**WHAT IS EXPECTED:** From the records below, transcribe exactly the lines that begin at the line with "filename crates/takeoff-core/src/search.rs" and end at the line with "model-name hits first.", both included.

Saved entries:
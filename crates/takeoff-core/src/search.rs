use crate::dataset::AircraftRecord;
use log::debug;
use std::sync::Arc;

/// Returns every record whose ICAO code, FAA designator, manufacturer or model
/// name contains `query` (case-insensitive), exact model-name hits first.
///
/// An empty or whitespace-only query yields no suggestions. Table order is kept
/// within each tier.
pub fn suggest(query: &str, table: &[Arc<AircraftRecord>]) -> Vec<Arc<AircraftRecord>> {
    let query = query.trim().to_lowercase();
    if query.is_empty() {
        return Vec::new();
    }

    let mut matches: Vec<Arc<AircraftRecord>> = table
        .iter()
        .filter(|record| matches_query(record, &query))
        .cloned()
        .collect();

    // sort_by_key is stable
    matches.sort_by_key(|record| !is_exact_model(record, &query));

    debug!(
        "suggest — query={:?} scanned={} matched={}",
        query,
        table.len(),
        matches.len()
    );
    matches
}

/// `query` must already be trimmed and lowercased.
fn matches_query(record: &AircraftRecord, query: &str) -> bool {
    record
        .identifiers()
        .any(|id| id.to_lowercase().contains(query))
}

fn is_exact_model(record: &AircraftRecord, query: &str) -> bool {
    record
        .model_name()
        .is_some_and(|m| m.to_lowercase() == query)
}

--

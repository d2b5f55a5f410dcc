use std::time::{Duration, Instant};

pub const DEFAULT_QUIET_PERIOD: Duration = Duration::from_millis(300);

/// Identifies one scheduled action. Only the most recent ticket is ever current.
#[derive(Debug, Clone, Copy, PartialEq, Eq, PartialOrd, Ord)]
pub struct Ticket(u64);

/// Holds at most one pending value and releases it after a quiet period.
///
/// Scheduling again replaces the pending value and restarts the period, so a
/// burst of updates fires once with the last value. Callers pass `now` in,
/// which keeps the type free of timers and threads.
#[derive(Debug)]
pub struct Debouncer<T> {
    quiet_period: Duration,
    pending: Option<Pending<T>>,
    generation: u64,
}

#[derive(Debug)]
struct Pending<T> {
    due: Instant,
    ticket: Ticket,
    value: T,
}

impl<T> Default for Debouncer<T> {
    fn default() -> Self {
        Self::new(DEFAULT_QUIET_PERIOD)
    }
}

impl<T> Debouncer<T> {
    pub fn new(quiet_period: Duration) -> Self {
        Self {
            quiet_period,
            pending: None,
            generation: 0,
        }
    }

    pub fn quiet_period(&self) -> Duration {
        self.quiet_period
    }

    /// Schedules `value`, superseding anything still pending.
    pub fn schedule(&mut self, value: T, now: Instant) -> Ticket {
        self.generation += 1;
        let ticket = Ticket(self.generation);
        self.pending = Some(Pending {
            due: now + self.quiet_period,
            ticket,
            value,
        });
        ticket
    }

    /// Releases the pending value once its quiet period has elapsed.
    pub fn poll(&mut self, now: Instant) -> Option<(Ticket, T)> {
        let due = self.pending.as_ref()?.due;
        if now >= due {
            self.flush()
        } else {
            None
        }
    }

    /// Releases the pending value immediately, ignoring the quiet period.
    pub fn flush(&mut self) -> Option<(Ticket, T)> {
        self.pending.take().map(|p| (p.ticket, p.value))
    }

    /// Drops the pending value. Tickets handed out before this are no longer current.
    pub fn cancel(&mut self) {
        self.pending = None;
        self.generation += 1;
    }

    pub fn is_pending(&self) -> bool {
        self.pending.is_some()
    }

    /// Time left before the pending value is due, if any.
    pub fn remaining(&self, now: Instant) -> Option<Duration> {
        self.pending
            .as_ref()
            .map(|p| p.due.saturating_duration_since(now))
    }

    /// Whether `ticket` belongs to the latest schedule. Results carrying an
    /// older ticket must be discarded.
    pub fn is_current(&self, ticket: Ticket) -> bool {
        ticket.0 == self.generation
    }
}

* * *

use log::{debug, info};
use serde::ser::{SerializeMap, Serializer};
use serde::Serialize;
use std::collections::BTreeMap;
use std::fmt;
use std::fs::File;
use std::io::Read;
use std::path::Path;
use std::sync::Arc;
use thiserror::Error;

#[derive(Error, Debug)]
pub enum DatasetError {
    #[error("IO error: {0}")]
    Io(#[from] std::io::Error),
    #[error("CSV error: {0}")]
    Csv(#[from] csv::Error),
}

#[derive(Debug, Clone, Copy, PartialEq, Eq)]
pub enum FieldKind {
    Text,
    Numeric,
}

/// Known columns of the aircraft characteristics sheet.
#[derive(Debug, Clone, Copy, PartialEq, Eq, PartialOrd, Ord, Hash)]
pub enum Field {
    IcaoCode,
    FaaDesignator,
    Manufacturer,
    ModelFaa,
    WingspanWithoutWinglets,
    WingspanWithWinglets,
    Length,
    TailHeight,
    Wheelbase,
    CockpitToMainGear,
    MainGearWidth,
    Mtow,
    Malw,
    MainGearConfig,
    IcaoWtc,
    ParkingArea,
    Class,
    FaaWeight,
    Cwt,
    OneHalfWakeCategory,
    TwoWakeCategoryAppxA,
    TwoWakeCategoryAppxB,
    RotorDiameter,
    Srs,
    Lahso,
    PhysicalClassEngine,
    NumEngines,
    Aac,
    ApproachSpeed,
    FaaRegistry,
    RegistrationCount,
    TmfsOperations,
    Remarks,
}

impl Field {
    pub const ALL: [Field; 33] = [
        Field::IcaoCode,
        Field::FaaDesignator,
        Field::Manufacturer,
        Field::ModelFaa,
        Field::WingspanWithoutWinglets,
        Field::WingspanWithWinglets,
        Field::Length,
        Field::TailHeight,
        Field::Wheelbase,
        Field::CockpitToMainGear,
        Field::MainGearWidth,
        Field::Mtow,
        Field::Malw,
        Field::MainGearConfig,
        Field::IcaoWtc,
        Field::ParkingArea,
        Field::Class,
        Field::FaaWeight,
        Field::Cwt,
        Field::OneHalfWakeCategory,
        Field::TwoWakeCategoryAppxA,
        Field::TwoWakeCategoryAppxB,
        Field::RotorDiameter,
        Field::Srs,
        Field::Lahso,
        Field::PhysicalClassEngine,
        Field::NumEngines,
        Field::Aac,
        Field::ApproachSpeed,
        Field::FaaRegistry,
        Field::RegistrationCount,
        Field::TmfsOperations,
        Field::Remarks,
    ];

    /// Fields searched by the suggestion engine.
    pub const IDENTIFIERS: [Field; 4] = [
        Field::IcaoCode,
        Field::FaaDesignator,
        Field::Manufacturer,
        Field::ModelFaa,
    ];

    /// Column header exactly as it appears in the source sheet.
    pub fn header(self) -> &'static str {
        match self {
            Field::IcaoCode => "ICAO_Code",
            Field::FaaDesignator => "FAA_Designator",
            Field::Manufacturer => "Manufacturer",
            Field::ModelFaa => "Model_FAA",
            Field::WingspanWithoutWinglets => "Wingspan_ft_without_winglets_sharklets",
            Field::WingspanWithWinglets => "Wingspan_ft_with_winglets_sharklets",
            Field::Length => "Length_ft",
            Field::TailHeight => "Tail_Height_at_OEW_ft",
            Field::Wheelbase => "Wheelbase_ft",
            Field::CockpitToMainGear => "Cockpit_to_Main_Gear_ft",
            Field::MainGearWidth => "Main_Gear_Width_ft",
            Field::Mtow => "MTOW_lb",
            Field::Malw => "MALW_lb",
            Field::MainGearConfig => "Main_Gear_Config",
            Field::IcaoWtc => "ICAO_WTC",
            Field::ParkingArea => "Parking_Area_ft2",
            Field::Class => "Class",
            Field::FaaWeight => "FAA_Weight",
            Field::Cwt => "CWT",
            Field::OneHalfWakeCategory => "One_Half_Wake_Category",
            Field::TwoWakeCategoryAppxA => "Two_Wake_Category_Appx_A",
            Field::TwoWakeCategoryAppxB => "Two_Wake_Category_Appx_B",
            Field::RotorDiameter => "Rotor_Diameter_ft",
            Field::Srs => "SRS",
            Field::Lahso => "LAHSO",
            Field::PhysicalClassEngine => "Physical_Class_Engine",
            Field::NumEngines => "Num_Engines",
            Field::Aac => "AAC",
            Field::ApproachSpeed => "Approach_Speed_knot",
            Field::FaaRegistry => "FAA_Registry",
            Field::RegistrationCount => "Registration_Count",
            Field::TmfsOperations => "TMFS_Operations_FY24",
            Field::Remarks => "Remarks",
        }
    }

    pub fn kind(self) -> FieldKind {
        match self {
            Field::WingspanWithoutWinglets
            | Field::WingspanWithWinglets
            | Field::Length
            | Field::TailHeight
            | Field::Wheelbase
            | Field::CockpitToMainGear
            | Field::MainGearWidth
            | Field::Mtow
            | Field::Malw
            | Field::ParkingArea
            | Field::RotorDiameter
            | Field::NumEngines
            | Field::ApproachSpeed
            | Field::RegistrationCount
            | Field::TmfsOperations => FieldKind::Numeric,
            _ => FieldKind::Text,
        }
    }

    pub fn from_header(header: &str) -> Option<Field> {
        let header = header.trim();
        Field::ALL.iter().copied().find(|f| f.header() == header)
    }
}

**YOUR RESPONSE:**
filename crates/takeoff-core/src/search.rs
use crate::dataset::AircraftRecord;
use log::debug;
use std::sync::Arc;

/// Returns every record whose ICAO code, FAA designator, manufacturer or model
/// name contains `query` (case-insensitive), exact model-name hits first.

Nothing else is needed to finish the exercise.